Posts Tagged ‘snow’

Wind Power

January 26, 2013

Wind turbine

Wind farms and bicycles – two technologies appropriate to a sane, sustainable future. But more than that, they’re symbolic of that future; there are surely no objects better symbolising the age towards which we’re moving, too slowly, but surely. For me the aesthetics of technology is ethical. I love wind turbines like I love bicycles because they’re good, pointing in the right direction.

Bicycle and wind turbine

Of course I know both bicycles and wind farms are hugely, strangely controversial. They’re sometimes ridiculed, but it feels like both are gradually becoming accepted as necessary. And though not nearly enough, both are proliferating – wind turbines off our coasts and over our hills, and bicycles … well, where exactly? A Parliamentary Inquiry is currently investigating how to get Britain cycling. Pay attention to our London-centric media and you’d be forgiven for thinking we’re on the brink of ‘a cycling revolution’. Use of the bicycle is probably rising across some towns and cities, yet so slowly it’s barely a trickle.

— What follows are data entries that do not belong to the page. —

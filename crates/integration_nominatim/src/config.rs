//! Nominatim service configuration

use serde::{Deserialize, Serialize};

/// Configuration for the Nominatim places search
#[derive(Debug, Clone, Serialize, Deserialize)]
pub struct NominatimConfig {
    /// Base URL for the Nominatim API
    #[serde(default = "default_base_url")]
    pub base_url: String,

    /// Request timeout in seconds
    #[serde(default = "default_timeout_secs")]
    pub timeout_secs: u64,

    /// Maximum number of places returned per search
    #[serde(default = "default_result_limit")]
    pub result_limit: u8,

    /// Default search radius around an anchor, in kilometers
    #[serde(default = "default_radius_km")]
    pub radius_km: f64,

    /// User-Agent header (required by the Nominatim usage policy)
    #[serde(default = "default_user_agent")]
    pub user_agent: String,
}

fn default_base_url() -> String {
    "https://nominatim.openstreetmap.org".to_string()
}

const fn default_timeout_secs() -> u64 {
    10
}

const fn default_result_limit() -> u8 {
    10
}

const fn default_radius_km() -> f64 {
    3.0
}

fn default_user_agent() -> String {
    "RouteApp".to_string()
}

impl Default for NominatimConfig {
    fn default() -> Self {
        Self {
            base_url: default_base_url(),
            timeout_secs: default_timeout_secs(),
            result_limit: default_result_limit(),
            radius_km: default_radius_km(),
            user_agent: default_user_agent(),
        }
    }
}

impl NominatimConfig {
    /// Create a configuration suitable for testing
    #[must_use]
    pub fn for_testing() -> Self {
        Self {
            timeout_secs: 5,
            result_limit: 5,
            ..Default::default()
        }
    }

    /// Validate the configuration
    ///
    /// # Errors
    ///
    /// Returns an error if the configuration is invalid.
    pub fn validate(&self) -> Result<(), String> {
        if self.base_url.is_empty() {
            return Err("base_url must not be empty".to_string());
        }

        if self.timeout_secs == 0 {
            return Err("timeout_secs must be greater than 0".to_string());
        }

        if self.result_limit == 0 {
            return Err("result_limit must be greater than 0".to_string());
        }

        if self.radius_km.is_nan() || self.radius_km <= 0.0 {
            return Err("radius_km must be greater than 0".to_string());
        }

        if self.user_agent.trim().is_empty() {
            return Err("user_agent must not be empty".to_string());
        }

        Ok(())
    }
}
//! Nominatim places search for the route planner
//!
//! Finds points of interest ("restaurant", "fuel", ...) near a coordinate using
//! the [Nominatim](https://nominatim.openstreetmap.org) search API restricted
//! to a bounding box around the anchor.
//!
//! [`PlacesClient`] defines the search interface, implemented by
//! [`NominatimPlacesClient`].

mod client;
mod config;
mod error;

pub use client::{BoundingBox, KM_PER_DEGREE, NominatimPlacesClient, PlacesClient};
pub use config::NominatimConfig;
pub use error::PlacesError;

My own hunch is that bicycles are proliferating most in people’s imaginations and aspirations. For many Brits their status has upped a notch, and the idea of cycling is less outlandish than it was a year or so ago. And cycling has moved a tiny bit further towards the centre of our collective cultural ideals of good lives and good cities. There’s a zeitgeist to convert, and we’re waiting for politicians to convert it, because the main changes necessary to get Britain cycling must be made at national level with huge reallocation of resources away from the car and towards the bicycle.

Lancaster Cathedral and Town Hall

It’s because I love cycling that I’m involved in debates about cycling’s future, but it’s because I love riding that I’ve some immunity from the emotional roller coaster that involvement in those debates can bring. Sure, I’d like everyone to have cycling in their lives, but at least in the meantime I can enjoy having it in mine.

But I’ve still no road bike. It’s still cold and icy. My world has shrunk. I’m feeling hemmed in. Parts of north Lancashire and Cumbria close to the coast are clear of snow, but the world a short way inland remains white. Unable to go farther afield, today I jumped on my mountain bike to explore little known places close to home. I’ve lived and cycled here 15 years, but there remain roads and tracks within ten miles I’ve rarely been.

I rode east across the city, up past the Town Hall and Cathedral, up past Ashton Memorial in Williamson Park, up over the M6 and onto the Forest of Bowland’s north-westerly fringe as it falls unevenly towards the River Lune. (There is no forest by the way – the Forest of Bowland is in fact a vast moorland.)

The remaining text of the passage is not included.